"""

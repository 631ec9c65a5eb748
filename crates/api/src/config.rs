use std::net::IpAddr;
use std::str::FromStr;

use axum::http::HeaderValue;

/// Errors raised while loading [`ServerConfig`].
#[derive(Debug, thiserror::Error)]
pub enum ConfigError {
    #[error("{var} must be {expected}, got '{value}'")]
    InvalidValue {
        var: &'static str,
        expected: &'static str,
        value: String,
    },
}

/// Output format for the tracing subscriber.
#[derive(Debug, Clone, Copy, PartialEq, Eq)]
pub enum LogFormat {
    /// Human-readable multi-field lines.
    Pretty,
    /// One JSON object per event.
    Json,
}

impl FromStr for LogFormat {
    type Err = ();

    fn from_str(s: &str) -> Result<Self, Self::Err> {
        match s.to_ascii_lowercase().as_str() {
            "pretty" => Ok(LogFormat::Pretty),
            "json" => Ok(LogFormat::Json),
            _ => Err(()),
        }
    }
}

/// Server configuration loaded from environment variables.
///
/// All fields have defaults suitable for local development alongside the
/// browser client's dev server.
#[derive(Debug, Clone)]
pub struct ServerConfig {
    /// Bind address (default: `0.0.0.0`). Must be an IP literal.
    pub host: IpAddr,
    /// Bind port (default: `3001`).
    pub port: u16,
    /// Allowed CORS origins, parsed from comma-separated `CORS_ORIGINS`.
    pub cors_origins: Vec<HeaderValue>,
    /// HTTP request timeout in seconds (default: `30`).
    pub request_timeout_secs: u64,
    /// Log output format (default: pretty).
    pub log_format: LogFormat,
}

impl ServerConfig {
    /// Load configuration from the process environment.
    ///
    /// | Env Var                | Default                    |
    /// |------------------------|----------------------------|
    /// | `HOST`                 | `0.0.0.0`                  |
    /// | `PORT`                 | `3001`                     |
    /// | `CORS_ORIGINS`         | `http://localhost:5173`    |
    /// | `REQUEST_TIMEOUT_SECS` | `30`                       |
    /// | `LOG_FORMAT`           | `pretty`                   |
    pub fn from_env() -> Result<Self, ConfigError> {
        Self::from_lookup(|var| std::env::var(var).ok())
    }

    /// Load configuration through an arbitrary variable lookup.
    pub fn from_lookup<F>(lookup: F) -> Result<Self, ConfigError>
    where
        F: Fn(&str) -> Option<String>,
    {
        let host = parse_var(&lookup, "HOST", "0.0.0.0", "an IP address")?;

        let port = parse_var(&lookup, "PORT", "3001", "a valid u16")?;

        let cors_origins = lookup("CORS_ORIGINS")
            .unwrap_or_else(|| "http://localhost:5173".into())
            .split(',')
            .map(str::trim)
            .filter(|s| !s.is_empty())
            .map(|origin| {
                let invalid = || ConfigError::InvalidValue {
                    var: "CORS_ORIGINS",
                    expected: "a comma-separated list of origins",
                    value: origin.to_string(),
                };
                // A wildcard is not an origin; the CORS layer refuses it in a list.
                if origin == "*" {
                    return Err(invalid());
                }
                origin.parse::<HeaderValue>().map_err(|_| invalid())
            })
            .collect::<Result<Vec<_>, _>>()?;

        let request_timeout_secs =
            parse_var(&lookup, "REQUEST_TIMEOUT_SECS", "30", "a valid u64")?;

        let log_format = parse_var(&lookup, "LOG_FORMAT", "pretty", "'pretty' or 'json'")?;

        Ok(Self {
            host,
            port,
            cors_origins,
            request_timeout_secs,
            log_format,
        })
    }
}

fn parse_var<F, T>(
    lookup: &F,
    var: &'static str,
    default: &str,
    expected: &'static str,
) -> Result<T, ConfigError>
where
    F: Fn(&str) -> Option<String>,
    T: FromStr,
{
    let value = lookup(var).unwrap_or_else(|| default.to_string());
    let parsed = value.trim().parse();
    parsed.map_err(|_| ConfigError::InvalidValue {
        var,
        expected,
        value,
    })
}
//! The `query` parameter of a conversion request.
//!
//! The parameter arrives untyped. Extraction never rejects a request: a
//! missing or repeated value simply coerces to NaN and is turned away by the
//! converter's validation with the usual `InvalidInput` response.

use std::convert::Infallible;

use axum::extract::{FromRequestParts, Query};
use axum::http::request::Parts;
use numerals_core::coerce::coerce_to_number;

/// Name of the query-string key carrying the number to convert.
pub const QUERY_PARAM: &str = "query";

/// Raw `query` value of a single conversion call.
#[derive(Debug, Clone, PartialEq, Eq)]
pub enum ConversionRequest {
    /// No `query` key in the query string.
    Missing,
    /// Exactly one `query` value, kept verbatim.
    Value(String),
    /// `query` given more than once.
    Repeated(Vec<String>),
}

impl ConversionRequest {
    /// Collect the `query` values out of decoded query-string pairs.
    pub fn from_pairs(pairs: Vec<(String, String)>) -> Self {
        let mut values: Vec<String> = pairs
            .into_iter()
            .filter(|(key, _)| key == QUERY_PARAM)
            .map(|(_, value)| value)
            .collect();

        match values.len() {
            0 => ConversionRequest::Missing,
            1 => ConversionRequest::Value(values.remove(0)),
            _ => ConversionRequest::Repeated(values),
        }
    }

    /// The single raw value, if there is exactly one.
    pub fn raw(&self) -> Option<&str> {
        match self {
            ConversionRequest::Value(raw) => Some(raw),
            _ => None,
        }
    }

    /// Numeric value the converter receives.
    pub fn numeric_value(&self) -> f64 {
        self.raw().map_or(f64::NAN, coerce_to_number)
    }
}

impl<S> FromRequestParts<S> for ConversionRequest
where
    S: Send + Sync,
{
    type Rejection = Infallible;

    async fn from_request_parts(parts: &mut Parts, _state: &S) -> Result<Self, Self::Rejection> {
        let pairs = Query::<Vec<(String, String)>>::try_from_uri(&parts.uri)
            .map(|Query(pairs)| pairs)
            .unwrap_or_default();
        Ok(ConversionRequest::from_pairs(pairs))
    }
}
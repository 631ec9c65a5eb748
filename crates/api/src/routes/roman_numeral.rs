use axum::routing::get;
use axum::Router;

use crate::handlers::roman_numeral;
use crate::state::AppState;

/// Mount the conversion route at the root level.
///
/// ```text
/// GET /romannumeral?query={value}    convert to a Roman numeral
/// ```
pub fn router() -> Router<AppState> {
    Router::new().route("/romannumeral", get(roman_numeral::convert_numeral))
}
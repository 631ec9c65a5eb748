//! Shared application router builder.
//!
//! Provides [`build_app_router`] so both the production binary (`main.rs`)
//! and integration tests (`tests/common/mod.rs`) use the exact same
//! middleware stack.

use std::any::Any;
use std::time::Duration;

use axum::http::header::CONTENT_TYPE;
use axum::http::{HeaderName, Method, StatusCode};
use axum::response::{IntoResponse, Response};
use axum::Router;
use tower_http::catch_panic::CatchPanicLayer;
use tower_http::cors::CorsLayer;
use tower_http::request_id::{MakeRequestUuid, PropagateRequestIdLayer, SetRequestIdLayer};
use tower_http::timeout::TimeoutLayer;
use tower_http::trace::{DefaultMakeSpan, DefaultOnResponse, TraceLayer};
use tracing::Level;

use crate::config::ServerConfig;
use crate::error::AppError;
use crate::handlers::fallback;
use crate::routes;
use crate::state::AppState;

/// Build the full application [`Router`] with all middleware layers.
pub fn build_app_router(state: AppState) -> Router {
    with_middleware(app_routes(), state)
}

/// Every route the service serves.
pub fn app_routes() -> Router<AppState> {
    Router::new().merge(routes::roman_numeral::router())
}

/// Attach the not-found fallbacks and the middleware stack to `routes`.
///
/// Unknown paths and unsupported methods on known paths both get the JSON
/// 404. The middleware stack is applied bottom-up:
///
/// 1. CORS
/// 2. Set request ID on incoming requests
/// 3. Structured request/response tracing
/// 4. Propagate request ID to response
/// 5. Request timeout (408)
/// 6. Panic recovery (catch panics, return JSON 500)
pub fn with_middleware(routes: Router<AppState>, state: AppState) -> Router {
    let config = state.config.clone();
    let cors = build_cors_layer(&config);
    let request_id_header = HeaderName::from_static("x-request-id");

    routes
        .fallback(fallback::not_found)
        // Must come after the routes it covers.
        .method_not_allowed_fallback(fallback::not_found)
        // -- Middleware stack (applied bottom-up) --
        .layer(CatchPanicLayer::custom(panic_response))
        .layer(TimeoutLayer::with_status_code(
            StatusCode::REQUEST_TIMEOUT,
            Duration::from_secs(config.request_timeout_secs),
        ))
        .layer(PropagateRequestIdLayer::new(request_id_header.clone()))
        .layer(
            TraceLayer::new_for_http()
                .make_span_with(DefaultMakeSpan::new().level(Level::INFO))
                .on_response(DefaultOnResponse::new().level(Level::INFO)),
        )
        .layer(SetRequestIdLayer::new(request_id_header, MakeRequestUuid))
        .layer(cors)
        .with_state(state)
}

/// Build the CORS middleware layer allowing the configured client origins.
pub fn build_cors_layer(config: &ServerConfig) -> CorsLayer {
    CorsLayer::new()
        .allow_origin(config.cors_origins.clone())
        .allow_methods([Method::GET])
        .allow_headers([CONTENT_TYPE])
        .max_age(Duration::from_secs(3600))
}

/// Render a caught handler panic as the generic internal error.
pub fn panic_response(panic: Box<dyn Any + Send + 'static>) -> Response {
    let detail = if let Some(s) = panic.downcast_ref::<String>() {
        s.clone()
    } else if let Some(s) = panic.downcast_ref::<&str>() {
        (*s).to_string()
    } else {
        "unknown panic payload".to_string()
    };
    AppError::Internal(format!("handler panicked: {detail}")).into_response()
}
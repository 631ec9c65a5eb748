use std::sync::Arc;

use crate::config::ServerConfig;
use crate::logging::RequestLogger;

/// Shared application state available to all Axum handlers via `State<AppState>`.
///
/// Cheaply cloneable; everything inside is behind `Arc` and never mutated.
#[derive(Clone)]
pub struct AppState {
    /// Server configuration.
    pub config: Arc<ServerConfig>,
    /// Request lifecycle logger.
    pub logger: Arc<dyn RequestLogger>,
}

impl AppState {
    pub fn new(config: ServerConfig, logger: Arc<dyn RequestLogger>) -> Self {
        Self {
            config: Arc::new(config),
            logger,
        }
    }
}
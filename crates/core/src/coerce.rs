//! Numeric coercion for raw query values.
//!
//! Mirrors the string-to-number conversion browsers and JavaScript servers
//! apply to form input, so the service accepts exactly what its clients
//! consider numeric. Anything unparseable becomes NaN and is rejected later
//! by the validation rule rather than surfacing as a separate error.

/// Coerce a raw string to a number.
///
/// - Surrounding whitespace is ignored and a blank string is `0`.
/// - `0x`, `0o` and `0b` prefixes (either case, unsigned) parse as integers.
/// - `Infinity` with an optional sign is infinite.
/// - Otherwise the text must be a decimal literal with an optional sign,
///   fraction and exponent.
///
/// Everything else, including `inf` and `nan` spellings, yields NaN.
pub fn coerce_to_number(raw: &str) -> f64 {
    let text = raw.trim_matches(is_js_whitespace);
    if text.is_empty() {
        return 0.0;
    }

    if let Some(value) = parse_radix_literal(text) {
        return value;
    }

    match text {
        "Infinity" | "+Infinity" => return f64::INFINITY,
        "-Infinity" => return f64::NEG_INFINITY,
        _ => {}
    }

    if is_decimal_literal(text) {
        text.trim_start_matches('+').parse().unwrap_or(f64::NAN)
    } else {
        f64::NAN
    }
}

/// Hex, octal or binary integer literal. `None` when `text` has no prefix.
fn parse_radix_literal(text: &str) -> Option<f64> {
    let bytes = text.as_bytes();
    if bytes.len() < 2 || bytes[0] != b'0' {
        return None;
    }
    let radix = match bytes[1] {
        b'x' | b'X' => 16,
        b'o' | b'O' => 8,
        b'b' | b'B' => 2,
        _ => return None,
    };

    let digits = &text[2..];
    if digits.is_empty() {
        return Some(f64::NAN);
    }

    let mut value = 0.0_f64;
    for c in digits.chars() {
        match c.to_digit(radix) {
            Some(d) => value = value * f64::from(radix) + f64::from(d),
            None => return Some(f64::NAN),
        }
    }
    Some(value)
}

/// `[+-]? (digits [. digits?] | . digits) ([eE] [+-]? digits)?`
fn is_decimal_literal(text: &str) -> bool {
    let mut chars = text.chars().peekable();

    if matches!(chars.peek(), Some(&('+' | '-'))) {
        chars.next();
    }

    let mut mantissa_digits = 0;
    while chars.next_if(char::is_ascii_digit).is_some() {
        mantissa_digits += 1;
    }
    if chars.next_if_eq(&'.').is_some() {
        while chars.next_if(char::is_ascii_digit).is_some() {
            mantissa_digits += 1;
        }
    }
    if mantissa_digits == 0 {
        return false;
    }

    if chars.next_if(|&c| matches!(c, 'e' | 'E')).is_some() {
        chars.next_if(|&c| matches!(c, '+' | '-'));
        let mut exponent_digits = 0;
        while chars.next_if(char::is_ascii_digit).is_some() {
            exponent_digits += 1;
        }
        if exponent_digits == 0 {
            return false;
        }
    }

    chars.next().is_none()
}

/// ECMAScript `WhiteSpace` and `LineTerminator` code points.
///
/// Narrower than `char::is_whitespace`, which also matches U+0085 (NEL).
fn is_js_whitespace(c: char) -> bool {
    matches!(
        c,
        '\t' | '\u{000B}' | '\u{000C}' | ' ' | '\u{00A0}' | '\u{FEFF}'
            | '\n' | '\r' | '\u{2028}' | '\u{2029}'
            | '\u{1680}' | '\u{2000}'..='\u{200A}' | '\u{202F}' | '\u{205F}' | '\u{3000}'
    )
}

"""

Exactly as they appear, please write out the lines from the opening of the listing above down to the line containing "pub enum LogFormat", with both end lines included.

repository 631ec9c65a5eb748
filename crates/api/src/config.rs
use std::net::IpAddr;
use std::str::FromStr;

use axum::http::HeaderValue;

/// Errors raised while loading [`ServerConfig`].
#[derive(Debug, thiserror::Error)]
pub enum ConfigError {
    #[error("{var} must be {expected}, got '{value}'")]
    InvalidValue {
        var: &'static str,
        expected: &'static str,
        value: String,
    },
}

/// Output format for the tracing subscriber.
#[derive(Debug, Clone, Copy, PartialEq, Eq)]
pub enum LogFormat {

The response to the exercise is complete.